> WHAT THE TASK REQUIRES
Each line below that contains "events" should be counted. Give only the total.
======== DATA TO EXAMINE ========
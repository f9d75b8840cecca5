use axum::{
    middleware,
    routing::{delete, get, post},
    Router,
};
use std::sync::Arc;
use tower_http::{
    compression::CompressionLayer,
    cors::{Any, CorsLayer},
    timeout::TimeoutLayer,
    trace::TraceLayer,
};
use tracing_subscriber::{layer::SubscriberExt, util::SubscriberInitExt, EnvFilter};

use converge_api::{
    config::Config,
    handlers::stream,
    middleware::logging,
    routes::{conversations, health, nodes},
    state::AppState,
};
use converge_engine::Orchestrator;
use converge_graph::GraphStore;
use converge_llm::{CompletionClient, OpenRouterClient};

#[tokio::main]
async fn main() -> anyhow::Result<()> {
    // Load .env file
    dotenvy::dotenv().ok();

    let config = Config::load()
        .map_err(|e| anyhow::anyhow!("Failed to load configuration: {}", e))?;

    init_logging(&config);

    tracing::info!("Starting ConVerge API server");
    tracing::info!("Config loaded: {}:{}", config.server.host, config.server.port);

    // Completion engine client
    let mut openrouter = OpenRouterClient::new(config.openrouter_api_key.clone())?;
    if let Some(base_url) = &config.llm.base_url {
        openrouter = openrouter.with_base_url(base_url.clone());
    }
    let client: Arc<dyn CompletionClient> = Arc::new(openrouter);

    // In-memory graph store; data is lost on restart.
    let store = Arc::new(GraphStore::new());
    let orchestrator = Orchestrator::new(Arc::clone(&store), client);

    let state = Arc::new(AppState::new(config.clone(), store, orchestrator));

    let app = build_router(state.clone());

    let addr = format!("{}:{}", config.server.host, config.server.port);
    let listener = tokio::net::TcpListener::bind(&addr).await?;

    tracing::info!("Server listening on {}", addr);
    tracing::info!("Health check: http://{}/health", addr);

    axum::serve(listener, app).await?;

    Ok(())
}

fn build_router(state: Arc<AppState>) -> Router {
    let api_routes = Router::new()
        // Health
        .route("/", get(health::root))
        .route("/health", get(health::health_check))
        // Conversations
        .route("/api/conversations", post(conversations::create_conversation))
        .route("/api/conversations", get(conversations::list_conversations))
        .route(
            "/api/conversations/:conversation_id",
            get(conversations::get_conversation),
        )
        .route(
            "/api/conversations/:conversation_id",
            delete(conversations::delete_conversation),
        )
        .route(
            "/api/conversations/:conversation_id/graph",
            get(conversations::get_conversation_graph),
        )
        .route(
            "/api/conversations/:conversation_id/select",
            post(conversations::select_node),
        )
        .route(
            "/api/conversations/:conversation_id/stream",
            get(stream::conversation_stream),
        )
        // Nodes
        .route("/api/nodes/:node_id", get(nodes::get_node))
        .route("/api/nodes/:node_id", delete(nodes::delete_node))
        .route("/api/nodes/:node_id/ancestors", get(nodes::get_ancestors))
        .route("/api/nodes/:node_id/children", get(nodes::get_children));

    Router::new()
        .merge(api_routes)
        .layer(middleware::from_fn(logging::log_request))
        .layer(TimeoutLayer::new(std::time::Duration::from_secs(300))) // 5 min for streaming
        .layer(CompressionLayer::new())
        .layer(build_cors_layer(&state.config))
        .layer(TraceLayer::new_for_http())
        .with_state(state)
}

fn build_cors_layer(config: &Config) -> CorsLayer {
    if config.cors.enabled {
        let mut cors = CorsLayer::new()
            .allow_methods([
                axum::http::Method::GET,
                axum::http::Method::POST,
                axum::http::Method::DELETE,
                axum::http::Method::OPTIONS,
            ])
            .allow_headers(Any);

        if config.cors.origins.iter().any(|o| o == "*") {
            cors = cors.allow_origin(Any);
        } else {
            for origin in &config.cors.origins {
                if let Ok(parsed_origin) = origin.parse::<axum::http::HeaderValue>() {
                    cors = cors.allow_origin(parsed_origin);
                }
            }
        }

        cors
    } else {
        CorsLayer::permissive()
    }
}

fn init_logging(config: &Config) {
    let env_filter = EnvFilter::try_from_default_env()
        .or_else(|_| EnvFilter::try_new(&config.logging.level))
        .unwrap_or_else(|_| EnvFilter::new("info"));

    let registry = tracing_subscriber::registry().with(env_filter);

    match config.logging.format.as_str() {
        "json" => {
            registry
                .with(tracing_subscriber::fmt::layer().json())
                .init();
        }
        _ => {
            registry
                .with(tracing_subscriber::fmt::layer().pretty())
                .init();
        }
    }
}
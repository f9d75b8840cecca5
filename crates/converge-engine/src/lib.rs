//! Streaming orchestrator for branching turns: one spawned task per
//! connection, relaying tokens from the first accepting candidate model.

pub mod events;
pub mod orchestrator;

pub use events::{BranchRequest, TurnEvent, TurnMetadata};
pub use orchestrator::{Orchestrator, AUTO_SELECTED_MODEL};
//! Branching conversation graph: in-memory store, tree-shaped node/edge
//! model, and ancestry-based context reconstruction.

pub mod context;
pub mod models;
pub mod store;

pub use context::{build_context, BuiltContext};
pub use models::{Conversation, Edge, Node};
pub use store::{GraphStore, StoreError};
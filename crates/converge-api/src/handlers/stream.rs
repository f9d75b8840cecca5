use axum::{
    extract::{
        ws::{Message, WebSocket},
        Path, State, WebSocketUpgrade,
    },
    response::Response,
};
use std::sync::Arc;
use uuid::Uuid;

use converge_engine::{BranchRequest, TurnEvent};

use crate::state::AppState;

/// WebSocket endpoint driving one branching turn per connection.
///
/// The client sends a single branch request; the server relays token events
/// as they arrive from the completion engine, then exactly one terminal
/// `complete` or `error` message, and closes.
pub async fn conversation_stream(
    ws: WebSocketUpgrade,
    Path(conversation_id): Path<Uuid>,
    State(state): State<Arc<AppState>>,
) -> Response {
    ws.on_upgrade(move |socket| handle_stream(socket, state, conversation_id))
}

async fn handle_stream(mut socket: WebSocket, state: Arc<AppState>, conversation_id: Uuid) {
    tracing::debug!(%conversation_id, "websocket connected");

    if state.store.get_conversation(conversation_id).await.is_err() {
        send_error(&mut socket, "Conversation not found").await;
        let _ = socket.close().await;
        return;
    }

    // Exactly one structured request starts the turn; anything else is a
    // protocol error and nothing is created.
    let request = match receive_branch_request(&mut socket).await {
        Ok(request) => request,
        Err(message) => {
            tracing::warn!(%conversation_id, %message, "malformed branch request");
            send_error(&mut socket, &message).await;
            let _ = socket.close().await;
            return;
        }
    };

    let mut events = state.orchestrator.spawn_branch(conversation_id, request);
    while let Some(event) = events.recv().await {
        let terminal = event.is_terminal();
        let payload = match serde_json::to_string(&event) {
            Ok(payload) => payload,
            Err(_) => break,
        };
        if socket.send(Message::Text(payload)).await.is_err() {
            // Client went away; dropping the receiver aborts the turn.
            tracing::debug!(%conversation_id, "client disconnected mid-stream");
            break;
        }
        if terminal {
            break;
        }
    }

    let _ = socket.close().await;
}

/// Parse the opening client message. The error string is relayed verbatim as
/// the turn's terminal error event.
pub fn parse_branch_request(text: &str) -> Result<BranchRequest, String> {
    serde_json::from_str(text).map_err(|e| format!("Invalid branch request: {}", e))
}

async fn receive_branch_request(socket: &mut WebSocket) -> Result<BranchRequest, String> {
    loop {
        match socket.recv().await {
            Some(Ok(Message::Text(text))) => {
                return parse_branch_request(&text);
            }
            Some(Ok(Message::Ping(_) | Message::Pong(_))) => continue,
            Some(Ok(_)) | Some(Err(_)) | None => {
                return Err("Invalid branch request: expected a text message".to_string());
            }
        }
    }
}

async fn send_error(socket: &mut WebSocket, message: &str) {
    let event = TurnEvent::Error {
        message: message.to_string(),
    };
    if let Ok(payload) = serde_json::to_string(&event) {
        let _ = socket.send(Message::Text(payload)).await;
    }
}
========
> ANSWER FOR THIS EXERCISE
5